A juíza da 14ª Vara da Fazenda Pública, Christine Santini, concedeu a primeira decisão de mérito que afasta cobrança de IPTU progressivo na cidade de São Paulo. A ação foi movida pela Allpac Embalagens contra o secretário de Finanças do Município de São Paulo. O IPTU progressivo foi instituído pela Lei nº 10.350/2001.

A empresa foi representada pelos advogados Eduardo Perez Salusse e Maria Carolina Antunes de Souza. De acordo com a defesa da empresa, “a instituição da progressividade do IPTU em razão do valor venal do imóvel, estabelecendo ainda diferenças de alíquotas para imóveis de uso não residencial, fere o princípio da capacidade contributiva, previsto no artigo 145, parágrafo 1º, da Constituição Federal”.

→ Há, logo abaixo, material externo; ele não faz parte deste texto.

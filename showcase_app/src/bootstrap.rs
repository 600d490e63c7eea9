//! Scene bootstrap
//!
//! Builds the showcase in a fixed order: environment, models, viewport,
//! camera and controls, light, renderer, shadows, wall and floor, shadow
//! helper, light target, tone mapping. Asset loads complete later; their
//! continuations run at the start of the next frame and mutate the scene
//! through [`SceneState`].

use std::sync::Arc;

use render_engine::assets::{AssetLoader, Model, TextureSink};
use render_engine::config::ConfigError;
use render_engine::controls::OrbitControls;
use render_engine::debug::PanelError;
use render_engine::foundation::math::Vec3;
use render_engine::render::{
    CameraHelper, Color, ColorSpace, DirectionalLight, EnvironmentMap, Geometry, PerspectiveCamera, RenderBackend,
    RenderError, Renderer, RendererOptions, ShadowMapSettings, StandardMaterial, TextureStore, Viewport,
};
use render_engine::scene::{MeshNode, Node, NodeId, NodeKind, Scene, ShadowFlags};
use render_engine::window::WindowError;
use thiserror::Error;

use crate::panel_bindings::{self, ShowcasePanel};
use crate::scene_config::{vec3, SceneConfig, SurfaceTextures};

const HELMET_SCALE: f32 = 10.0;
const BURGER_SCALE: f32 = 0.4;
const BURGER_POSITION: [f32; 3] = [5.0, 1.0, 0.0];
const PLANE_SIZE: f32 = 8.0;
const WALL_POSITION: [f32; 3] = [0.0, 4.0, -4.0];
const FLOOR_ROTATION_X: f32 = -1.5;

/// Showcase errors
#[derive(Debug, Error)]
pub enum ShowcaseError {
    /// Renderer or backend failure
    #[error("Render error: {0}")]
    Render(#[from] RenderError),

    /// Panel control registration failed
    #[error("Panel error: {0}")]
    Panel(#[from] PanelError),

    /// Window could not be opened
    #[error("Window error: {0}")]
    Window(#[from] WindowError),

    /// Configuration could not be loaded
    #[error("Config error: {0}")]
    Config(#[from] ConfigError),
}

/// Everything the frame loop, resize handler, panel and asset continuations
/// operate on
#[derive(Debug)]
pub struct SceneState {
    /// Scene graph
    pub scene: Scene,
    /// Viewing camera
    pub camera: PerspectiveCamera,
    /// Orbit controls driving `camera`
    pub controls: OrbitControls,
    /// Renderer
    pub renderer: Renderer,
    /// Current output size
    pub viewport: Viewport,
    /// Directional light node
    pub light: NodeId,
    /// Shadow camera outline, when enabled
    pub shadow_helper: Option<NodeId>,
    /// Wall mesh
    pub wall: NodeId,
    /// Floor mesh
    pub floor: NodeId,
    /// Flight helmet, once loaded
    pub helmet: Option<NodeId>,
    /// Hamburger, once loaded
    pub burger: Option<NodeId>,
}

impl TextureSink for SceneState {
    fn texture_store(&mut self) -> &mut TextureStore {
        &mut self.scene.textures
    }
}

impl SceneState {
    /// Apply a new output size
    ///
    /// The projection is rebuilt before the surface is resized.
    pub fn resize(&mut self, viewport: Viewport) -> Result<(), RenderError> {
        log::debug!(
            "Resize to {}x{} at ratio {}",
            viewport.width,
            viewport.height,
            viewport.device_pixel_ratio
        );
        self.viewport = viewport;

        self.camera.set_aspect_ratio(viewport.aspect());
        self.camera.update_projection_matrix();
        self.controls.set_viewport(viewport.width, viewport.height);

        self.renderer.set_size(viewport.width, viewport.height)?;
        self.renderer.set_pixel_ratio(viewport.device_pixel_ratio)
    }

    /// The directional light
    pub fn light(&self) -> Option<&DirectionalLight> {
        self.scene.light(self.light)
    }

    /// The directional light, mutably
    pub fn light_mut(&mut self) -> Option<&mut DirectionalLight> {
        self.scene.light_mut(self.light)
    }

    /// Local position of the light node
    pub fn light_position(&self) -> Vec3 {
        self.scene
            .node(self.light)
            .map_or_else(Vec3::zeros, |node| node.transform.position)
    }

    /// Move the light along one axis (0 = x, 1 = y, 2 = z)
    pub fn set_light_axis(&mut self, axis: usize, value: f32) {
        if let Some(node) = self.scene.node_mut(self.light) {
            if let Some(component) = node.transform.position.get_mut(axis) {
                *component = value;
            }
        }
    }

    fn add_model(&mut self, model: &Model, scale: f32, position: Option<Vec3>) -> NodeId {
        let id = model.instantiate(&mut self.scene);
        if let Some(node) = self.scene.node_mut(id) {
            node.transform.set_uniform_scale(scale);
            if let Some(position) = position {
                node.transform.position = position;
            }
        }
        log::info!("Added model {} ({} primitives)", model.name, model.primitive_count());
        id
    }
}

/// Flag every mesh in the scene to cast and receive shadows
///
/// Returns the number of meshes visited. Flags are only ever set, so running
/// it again changes nothing.
pub fn mark_all_meshes_shadowed(scene: &mut Scene) -> usize {
    let mut count = 0;
    scene.traverse_mut(scene.root(), |_, node| {
        if let Some(mesh) = node.as_mesh_mut() {
            mesh.shadow.insert(ShadowFlags::CAST | ShadowFlags::RECEIVE);
            count += 1;
        }
    });
    count
}

/// The running showcase
pub struct Showcase {
    /// Scene and everything that renders it
    pub state: SceneState,
    /// Pending asset loads
    pub loader: AssetLoader<SceneState>,
    /// Debug panel bound to `state`
    pub panel: ShowcasePanel,
}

Leia os principais trechos da decisão

ALLPAC EMBALAGENS LTDA. impetrou o presente mandado de segurança contra o SECRETARIO DAS FINANÇAS DO MUNICÍPIO DE SÃO PAULO, alegando, em síntese, ter a Lei Municipal n0 13.250/2001 instituído a cobrança do IPTU de forma progressiva em razão do valor venal do imóvel, com fundamento no artigo 156, parágrafo 10, da Constituição Federal, com a redação dada pela Emenda Constitucional nº 29/2000. Sustentou ser impossível a instituição da progressividade do IPTU em razão do valor do imóvel com base no princípio da capacidade contributiva, previsto no artigo 145, parágrafo 1º, da Carta Magna, aplicável tão somente aos impostos de caráter pessoal, sendo o IPTU um imposto real. Assim, postulou a suspensão da exigibilidade do IPTU de forma progressiva nos moldes da Lei Municipal n0 13.250/2001, para o exercício de 2002 e subsequentes. Juntou documentos.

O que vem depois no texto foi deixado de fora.